**About this task**:
Your output should be the lines from the start of the data through the line containing "ctx.config.port = 0; // Random port", exactly and nothing more.
++++++++
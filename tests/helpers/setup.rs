use mpc_reservations_api::Application;
use mpc_reservations_infra::MpcContext;

pub struct TestApp {
    pub ctx: MpcContext,
}

// Launch the application as a background task
pub async fn spawn_app() -> (TestApp, String) {
    let mut ctx = MpcContext::create_inmemory();
    ctx.config.port = 0; // Random port

    let application = Application::new(ctx.clone())
        .await
        .expect("Failed to build application.");

    let address = format!("http://localhost:{}", application.port());
    let _ = actix_web::rt::spawn(async move {
        application
            .start()
            .await
            .expect("Expected application to start");
    });

    (TestApp { ctx }, address)
}
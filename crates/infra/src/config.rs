use tracing::warn;

#[derive(Debug, Clone)]
pub struct Config {
    /// Port for the application to run on
    pub port: usize,
}

impl Config {
    pub fn new() -> Self {
        let default_port = "5000";
        let port = std::env::var("PORT").unwrap_or(default_port.into());
        let port = match port.parse::<usize>() {
            Ok(port) => port,
            Err(_) => {
                warn!(
                    "The given PORT: {} is not valid, falling back to the default port: {}.",
                    port, default_port
                );
                default_port.parse::<usize>().unwrap()
            }
        };
        Self { port }
    }
}

impl Default for Config {
    fn default() -> Self {
        Self::new()
    }
}
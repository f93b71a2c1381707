use crate::shared::entity::{Entity, ID};

#[derive(Debug, Clone)]
pub struct Company {
    pub id: ID,
    pub name: String,
}

impl Company {
    pub fn new(name: &str) -> Self {
        Self {
            id: Default::default(),
            name: name.into(),
        }
    }
}

impl Entity for Company {
    fn id(&self) -> ID {
        self.id.clone()
    }
}
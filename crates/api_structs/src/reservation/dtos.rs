use chrono::{DateTime, Utc};
use mpc_reservations_domain::{ReservationWithCompany, ID};
use serde::{Deserialize, Serialize};

use crate::dtos::CompanyDTO;

#[derive(Debug, Deserialize, Serialize)]
#[serde(rename_all = "camelCase")]
pub struct ReservationDTO {
    pub id: ID,
    pub call_type: String,
    pub created_at: DateTime<Utc>,
    pub company_id: ID,
    pub company: CompanyDTO,
}

impl ReservationDTO {
    pub fn new(reservation: ReservationWithCompany) -> Self {
        Self {
            id: reservation.id,
            call_type: reservation.call_type,
            created_at: reservation.created_at,
            company_id: reservation.company.id.clone(),
            company: CompanyDTO::new(reservation.company),
        }
    }
}
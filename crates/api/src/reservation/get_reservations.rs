use crate::{
    error::MpcError,
    shared::usecase::{execute, UseCase},
};
use actix_web::{web, HttpResponse};
use mpc_reservations_api_structs::get_reservations::*;
use mpc_reservations_domain::ReservationWithCompany;
use mpc_reservations_infra::MpcContext;

pub async fn get_reservations_controller(
    ctx: web::Data<MpcContext>,
) -> Result<HttpResponse, MpcError> {
    let usecase = GetReservationsUseCase {};
    execute(usecase, &ctx)
        .await
        .map(|usecase_res| HttpResponse::Ok().json(APIResponse::new(usecase_res.reservations)))
        .map_err(MpcError::from)
}

#[derive(Debug)]
struct GetReservationsUseCase {}

#[derive(Debug)]
struct UseCaseRes {
    pub reservations: Vec<ReservationWithCompany>,
}

#[derive(Debug)]
enum UseCaseError {
    StorageError,
}

impl From<UseCaseError> for MpcError {
    fn from(e: UseCaseError) -> Self {
        match e {
            UseCaseError::StorageError => Self::InternalError,
        }
    }
}

#[async_trait::async_trait(?Send)]
impl UseCase for GetReservationsUseCase {
    type Response = UseCaseRes;

    type Error = UseCaseError;

    const NAME: &'static str = "GetReservations";

    async fn execute(&mut self, ctx: &MpcContext) -> Result<Self::Response, Self::Error> {
        let reservations = ctx
            .repos
            .reservations
            .find_all()
            .await
            .map_err(|_| UseCaseError::StorageError)?;

        Ok(UseCaseRes { reservations })
    }
}
use super::IReservationRepo;
use crate::repos::company::InMemoryCompanyRepo;
use crate::repos::shared::inmemory_repo::*;
use mpc_reservations_domain::{Reservation, ReservationWithCompany, ID};
use std::sync::Arc;

pub struct InMemoryReservationRepo {
    reservations: std::sync::Mutex<Vec<Reservation>>,
    // The company join that postgres does in SQL
    companies: Arc<InMemoryCompanyRepo>,
}

impl InMemoryReservationRepo {
    pub fn new(companies: Arc<InMemoryCompanyRepo>) -> Self {
        Self {
            reservations: std::sync::Mutex::new(vec![]),
            companies,
        }
    }

    fn with_company(&self, reservation: Reservation) -> Option<ReservationWithCompany> {
        let company = self.companies.get(&reservation.company_id)?;
        Some(ReservationWithCompany {
            id: reservation.id,
            call_type: reservation.call_type,
            created_at: reservation.created_at,
            company,
        })
    }

    fn newest_first(mut reservations: Vec<Reservation>) -> Vec<Reservation> {
        reservations.sort_by(|r1, r2| r2.created_at.cmp(&r1.created_at));
        reservations
    }
}

#[async_trait::async_trait]
impl IReservationRepo for InMemoryReservationRepo {
    async fn insert(&self, reservation: &Reservation) -> anyhow::Result<()> {
        insert(reservation, &self.reservations);
        Ok(())
    }

    async fn find(&self, reservation_id: &ID) -> anyhow::Result<Option<ReservationWithCompany>> {
        let reservation = find(reservation_id, &self.reservations);
        Ok(reservation.and_then(|r| self.with_company(r)))
    }

    async fn find_all(&self) -> anyhow::Result<Vec<ReservationWithCompany>> {
        let reservations = Self::newest_first(find_by(&self.reservations, |_| true));
        Ok(reservations
            .into_iter()
            .filter_map(|r| self.with_company(r))
            .collect())
    }

    async fn find_by_call_type(
        &self,
        call_type: &str,
    ) -> anyhow::Result<Vec<ReservationWithCompany>> {
        let reservations = Self::newest_first(find_by(&self.reservations, |r| {
            r.call_type == call_type
        }));
        Ok(reservations
            .into_iter()
            .filter_map(|r| self.with_company(r))
            .collect())
    }
}
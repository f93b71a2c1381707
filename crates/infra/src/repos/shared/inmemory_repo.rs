use mpc_reservations_domain::{Entity, ID};
use std::sync::Mutex;

/// Useful functions for creating inmemory repositories

pub fn insert<T: Clone>(val: &T, collection: &Mutex<Vec<T>>) {
    let mut collection = collection.lock().unwrap();
    collection.push(val.clone());
}

pub fn save<T: Clone + Entity>(val: &T, collection: &Mutex<Vec<T>>) {
    let mut collection = collection.lock().unwrap();
    for i in 0..collection.len() {
        if collection[i].id() == val.id() {
            collection.splice(i..i + 1, vec![val.clone()]);
        }
    }
}

pub fn find<T: Clone + Entity>(val_id: &ID, collection: &Mutex<Vec<T>>) -> Option<T> {
    let collection = collection.lock().unwrap();
    for i in 0..collection.len() {
        if collection[i].id() == *val_id {
            return Some(collection[i].clone());
        }
    }
    None
}

pub fn find_by<T: Clone, F: FnMut(&T) -> bool>(
    collection: &Mutex<Vec<T>>,
    mut compare: F,
) -> Vec<T> {
    let collection = collection.lock().unwrap();
    let mut items = Vec::new();
    for item in collection.iter() {
        if compare(item) {
            items.push(item.clone());
        }
    }
    items
}

pub fn delete<T: Clone + Entity>(val_id: &ID, collection: &Mutex<Vec<T>>) -> Option<T> {
    let mut collection = collection.lock().unwrap();
    for i in 0..collection.len() {
        if collection[i].id() == *val_id {
            let deleted_val = collection.remove(i);
            return Some(deleted_val);
        }
    }
    None
}
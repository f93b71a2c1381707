mod config;
mod repos;

pub use config::Config;
pub use repos::Repos;
use sqlx::migrate::MigrateError;
use sqlx::postgres::PgPoolOptions;

#[derive(Clone)]
pub struct MpcContext {
    pub repos: Repos,
    pub config: Config,
}

struct ContextParams {
    pub postgres_connection_string: String,
}

impl MpcContext {
    async fn create(params: ContextParams) -> Self {
        let repos = Repos::create_postgres(&params.postgres_connection_string)
            .await
            .expect("Postgres credentials must be set and valid");
        Self {
            repos,
            config: Config::new(),
        }
    }

    /// Context backed by in-process collections, used by the test suites
    pub fn create_inmemory() -> Self {
        Self {
            repos: Repos::create_inmemory(),
            config: Config::new(),
        }
    }
}

/// Will setup the infrastructure context given the environment
pub async fn setup_context() -> MpcContext {
    MpcContext::create(ContextParams {
        postgres_connection_string: get_psql_connection_string(),
    })
    .await
}

fn get_psql_connection_string() -> String {
    const PSQL_CONNECTION_STRING: &str = "DATABASE_URL";

    std::env::var(PSQL_CONNECTION_STRING)
        .unwrap_or_else(|_| panic!("{} env var to be present.", PSQL_CONNECTION_STRING))
}

pub async fn run_migration() -> Result<(), MigrateError> {
    let pool = PgPoolOptions::new()
        .max_connections(5)
        .connect(&get_psql_connection_string())
        .await
        .expect("TO CONNECT TO POSTGRES");

    sqlx::migrate!().run(&pool).await
}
++++++++
**Result for this exercise**:
filename tests/helpers/setup.rs
use mpc_reservations_api::Application;
use mpc_reservations_infra::MpcContext;

pub struct TestApp {
    pub ctx: MpcContext,
}

// Launch the application as a background task
pub async fn spawn_app() -> (TestApp, String) {
    let mut ctx = MpcContext::create_inmemory();
    ctx.config.port = 0; // Random port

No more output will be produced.